Oscar Snubs and Omissions:

The films that didn't receive major nominations in 1968 are now considered the films that uniquely defined their times. For example, writer/director Stanley Kubrick's great revolutionary science fiction masterpiece, 2001: A Space Odyssey (1968) was not nominated for Best Picture and received only one award - Best Special Visual Effects - from its four nominations (other nominations were Best Original Story and Screenplay, Best Art Direction/Set Decoration, and Best Director!). The Academy members presumably didn't recognize or realize the outstandingly superior, too-believable makeup in the opening scenes of 2001, that included both human actors with life-like masks and infant chimpanzees!

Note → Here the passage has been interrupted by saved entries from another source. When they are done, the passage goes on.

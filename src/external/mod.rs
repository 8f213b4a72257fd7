//! External programs the interactive commands hand control to.
//!
//! Each capability is a small trait with one shell-backed implementation:
//!
//! - [`Editor`] / [`SystemEditor`] – blocks until the editor exits
//! - [`Picker`] / [`CommandPicker`] – fuzzy selection over prompts
//! - [`Clipboard`] / [`CommandClipboard`] – best-effort copy of the result
//!
//! In-memory fakes live in `test_utils`.

pub mod clipboard;
pub mod command;
pub mod editor;
pub mod picker;

pub use clipboard::CommandClipboard;
pub use editor::SystemEditor;
pub use picker::CommandPicker;

use std::path::Path;

use crate::core::Result;
use crate::prompt::SelectionItem;

/// Opens a file for interactive editing.
pub trait Editor {
    /// Blocks until the editor exits; a nonzero exit is an error.
    fn edit(&self, path: &Path) -> Result<()>;
}

/// Lets the user choose one item.
pub trait Picker {
    /// Fails on an empty list, a cancelled selection or an unknown answer.
    fn pick(&self, items: &[SelectionItem]) -> Result<SelectionItem>;
}

/// Places text on the system clipboard.
pub trait Clipboard {
    fn copy(&self, text: &str) -> Result<()>;
}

Other films slighted in the Best Picture category this year included:

  • Roman Polanski's scary horror film Rosemary's Baby (without an acting nomination for Mia Farrow as the title character, trusting New York housewife Rosemary Woodhouse who became the unwitting mother of Satan)
  • the Russian film War and Peace (it won Best Foreign Language Film)
  • Richard Lester's off-beat cult film Petulia (with no nominations), with George C. Scott as divorced surgeon Archie Bollen and Julie Christie as Petulia Danner
  • maverick director John Cassavetes' cinema verite Faces
  • Peter Bogdanovich's debut film, a crime thriller titled Targets (with no nominations)
  • Planet of the Apes (with only two nominations: Best Costume Design and Jerry Goldsmith's Best Score), without a nomination for Michael Wilson and Rod Serling's screenplay; it was given a Special Honorary Oscar for John Chambers' ground-breaking, outstanding makeup (there was no Best Makeup category until 1981)
  • The Producers (with two nominations: a win for Mel Brooks' Best Original Screenplay, and a nod for Best Supporting Actor Gene Wilder)
  • The Odd Couple (with only two nominations: Neil Simon's Best Adapted Screenplay and Best Film Editing), without nominations for Walter Matthau as sloppy sportswriter Oscar Madison and Jack Lemmon as neat-freak Felix Unger

The title roles in two cop films were un-nominated: Steve McQueen as a San Francisco homicide detective in Peter Yates' Bullitt, and Richard Widmark as Detective Daniel Madigan in Don Siegel's Madigan. And Tuesday Weld's performance was likewise un-nominated - as a pretty, calculating, amoral killer Sue Ann Stepanek in Noel Black's low-budget black comedy-thriller Pretty Poison (with no nominations), with co-stars Anthony Perkins as an unstable, recently paroled lumber company worker, and Beverly Garland as her strict mother.

Eli Wallach was also unrecognized for his performance as Tuco - a Mexican bandit in Sergio Leone's definitive, violent 'spaghetti' Western The Good, the Bad, and the Ugly (with no nominations). The memorable musical score by Ennio Morricone was also bypassed. Finally, Nino Rota's recognizable and popular score for Romeo and Juliet was also not nominated. And there was no nomination for Zero Mostel's Max Bialystock (arguably his best-known role) in The Producers.